The December 25–28, 2012 North American storm complex was a massive storm system that produced both a tornado outbreak and a blizzard across the southern and eastern United States. On Christmas Day 2012 (December 25), a tornado outbreak occurred across Southern United States. This severe weather/tornado event affected the United States Gulf Coast and southern East Coast over a two-day span. It occurred in conjunction with a much larger winter storm event that brought blizzard conditions to much of the interior United States. In total, 31 tornadoes were confirmed by the National Weather Service in five states from Texas to North Carolina. All but one of the tornadoes that occurred during the outbreak touched down on December 25, with the other occurring the following day in North Carolina. Two of the tornadoes were destructive enough to be rated EF3 on the Enhanced Fujita Scale. At least 16 people died as a result of the related blizzard, and thousands were without power.

There were 63 preliminary local storm reports received for tornadoes, including 60 in four states on December 25 alone.[4][5] Significant tornadoes included a long–tracked EF3 that moved across areas of Mississippi and an EF2 that moved through Mobile, Alabama. The Mobile tornado damaged many homes, businesses, a hospital, and a high school, with estimated damages totaling $1.35 million.

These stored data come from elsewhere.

//! Recursive directory copy into a staging area.
//!
//! The copy preserves everything a manifest depends on: file contents,
//! modification times (whole seconds), executable bits and symlinks. On
//! platforms without native symlinks the link target is written as a file
//! and recorded in the staging root's `.symlink` sidecar.

use std::fs::{self, File};
use std::io;
use std::path::{Path, PathBuf};

use walkdir::WalkDir;
use zstore_core::flags::{self, FlagKind};
use zstore_core::{check_cancelled, ProgressSink, StoreError};

/// Copy the contents of `src` into the existing directory `dest`.
///
/// Flag records that apply to `src` but live in a sidecar above it are
/// carried over into `dest`'s own sidecars, rebased onto `dest`.
pub fn copy_directory(src: &Path, dest: &Path, progress: &dyn ProgressSink) -> Result<(), StoreError> {
    let src = fs::canonicalize(src).map_err(StoreError::fs_at("failed to resolve", src))?;
    if !src.is_dir() {
        return Err(StoreError::fs(
            "not a directory:",
            &src,
            io::Error::new(io::ErrorKind::NotFound, "source is not a directory"),
        ));
    }

    let mut directories: Vec<(PathBuf, fs::Metadata)> = Vec::new();
    let mut copied: u64 = 0;
    for entry in WalkDir::new(&src).min_depth(1).sort_by_file_name() {
        let entry = entry.map_err(|e| walk_error(&src, e))?;
        check_cancelled(progress)?;
        let rel = entry
            .path()
            .strip_prefix(&src)
            .map_err(|_| StoreError::InvalidPath(entry.path().display().to_string()))?;
        let target = dest.join(rel);
        let meta = fs::symlink_metadata(entry.path()).map_err(StoreError::fs_at("failed to inspect", entry.path()))?;
        let file_type = meta.file_type();

        if file_type.is_dir() {
            fs::create_dir(&target).map_err(StoreError::fs_at("failed to create", &target))?;
            directories.push((target, meta));
        } else if file_type.is_symlink() {
            copy_symlink(entry.path(), &target, dest, rel)?;
        } else if file_type.is_file() {
            copy_file(entry.path(), &target, &meta)?;
            copied += meta.len();
            progress.report("copying", copied, None);
        } else {
            return Err(StoreError::UnsupportedEntry {
                path: entry.path().to_path_buf(),
            });
        }
    }

    // Children are done, so directory timestamps will not be disturbed again.
    for (dir, meta) in directories.iter().rev() {
        if let Ok(mtime) = meta.modified() {
            if let Err(e) = File::open(dir).and_then(|f| f.set_modified(mtime)) {
                tracing::debug!(path = %dir.display(), error = %e, "could not preserve directory mtime");
            }
        }
    }

    carry_ancestor_flags(&src, dest)
}

fn walk_error(root: &Path, e: walkdir::Error) -> StoreError {
    let path = e.path().unwrap_or(root).to_path_buf();
    StoreError::FileSystem {
        context: "failed to walk",
        path,
        source: io::Error::from(e),
    }
}

fn copy_file(src: &Path, target: &Path, meta: &fs::Metadata) -> Result<(), StoreError> {
    let mut reader = File::open(src).map_err(StoreError::fs_at("failed to open", src))?;
    let mut writer = File::create(target).map_err(StoreError::fs_at("failed to create", target))?;
    io::copy(&mut reader, &mut writer).map_err(StoreError::fs_at("failed to copy to", target))?;
    let mtime = meta.modified().map_err(StoreError::fs_at("failed to read modification time of", src))?;
    writer.set_modified(mtime).map_err(|e| match e.kind() {
        io::ErrorKind::Unsupported => StoreError::UnstableTimestamp {
            path: target.to_path_buf(),
        },
        _ => StoreError::fs("failed to set modification time of", target, e),
    })?;
    drop(writer);
    copy_exec_bits(meta, target)
}

#[cfg(unix)]
fn copy_exec_bits(meta: &fs::Metadata, target: &Path) -> Result<(), StoreError> {
    use std::os::unix::fs::PermissionsExt;
    // Staged files stay owner-writable until promotion protects them.
    let mode = (meta.permissions().mode() & 0o777) | 0o200;
    fs::set_permissions(target, fs::Permissions::from_mode(mode))
        .map_err(StoreError::fs_at("failed to set permissions of", target))
}

#[cfg(not(unix))]
fn copy_exec_bits(_meta: &fs::Metadata, _target: &Path) -> Result<(), StoreError> {
    Ok(())
}

#[cfg(unix)]
fn copy_symlink(src: &Path, target: &Path, _dest: &Path, _rel: &Path) -> Result<(), StoreError> {
    let link = fs::read_link(src).map_err(StoreError::fs_at("failed to read link", src))?;
    std::os::unix::fs::symlink(&link, target).map_err(StoreError::fs_at("failed to create link", target))
}

#[cfg(not(unix))]
fn copy_symlink(src: &Path, target: &Path, dest: &Path, rel: &Path) -> Result<(), StoreError> {
    let link = fs::read_link(src).map_err(StoreError::fs_at("failed to read link", src))?;
    let text = link.to_string_lossy().replace('\\', "/");
    fs::write(target, text).map_err(StoreError::fs_at("failed to write", target))?;
    let rel = rel.to_string_lossy().replace('\\', "/");
    flags::set_flag(&dest.join(FlagKind::Symlink.file_name()), &rel)
}

/// Rebase records from a sidecar found above `src` into `dest`'s sidecars.
fn carry_ancestor_flags(src: &Path, dest: &Path) -> Result<(), StoreError> {
    for kind in [FlagKind::Executable, FlagKind::Symlink] {
        let set = flags::read_flags(kind, src)?;
        let Some(base) = set.base() else {
            continue;
        };
        if base == src {
            continue;
        }
        let Ok(offset) = src.strip_prefix(base) else {
            continue;
        };
        let prefix = format!("/{}/", offset.to_string_lossy().replace('\\', "/"));
        let sidecar = dest.join(kind.file_name());
        for path in set.paths() {
            if let Some(rel) = path.strip_prefix(prefix.as_str()) {
                flags::set_flag(&sidecar, rel)?;
            }
        }
    }
    Ok(())
}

Meteorological synopsis[edit]

Confirmed tornadoes on December 25, 2012.

On December 24, the Storm Prediction Center (SPC) issued a moderate risk for severe storms, valid for the following day. The moderate risk covered an area stretching from west-central Louisiana to west-central Alabama[6] and was expanded south and west on December 25 to include cities such as Port Arthur, New Orleans, and Mobile.[7]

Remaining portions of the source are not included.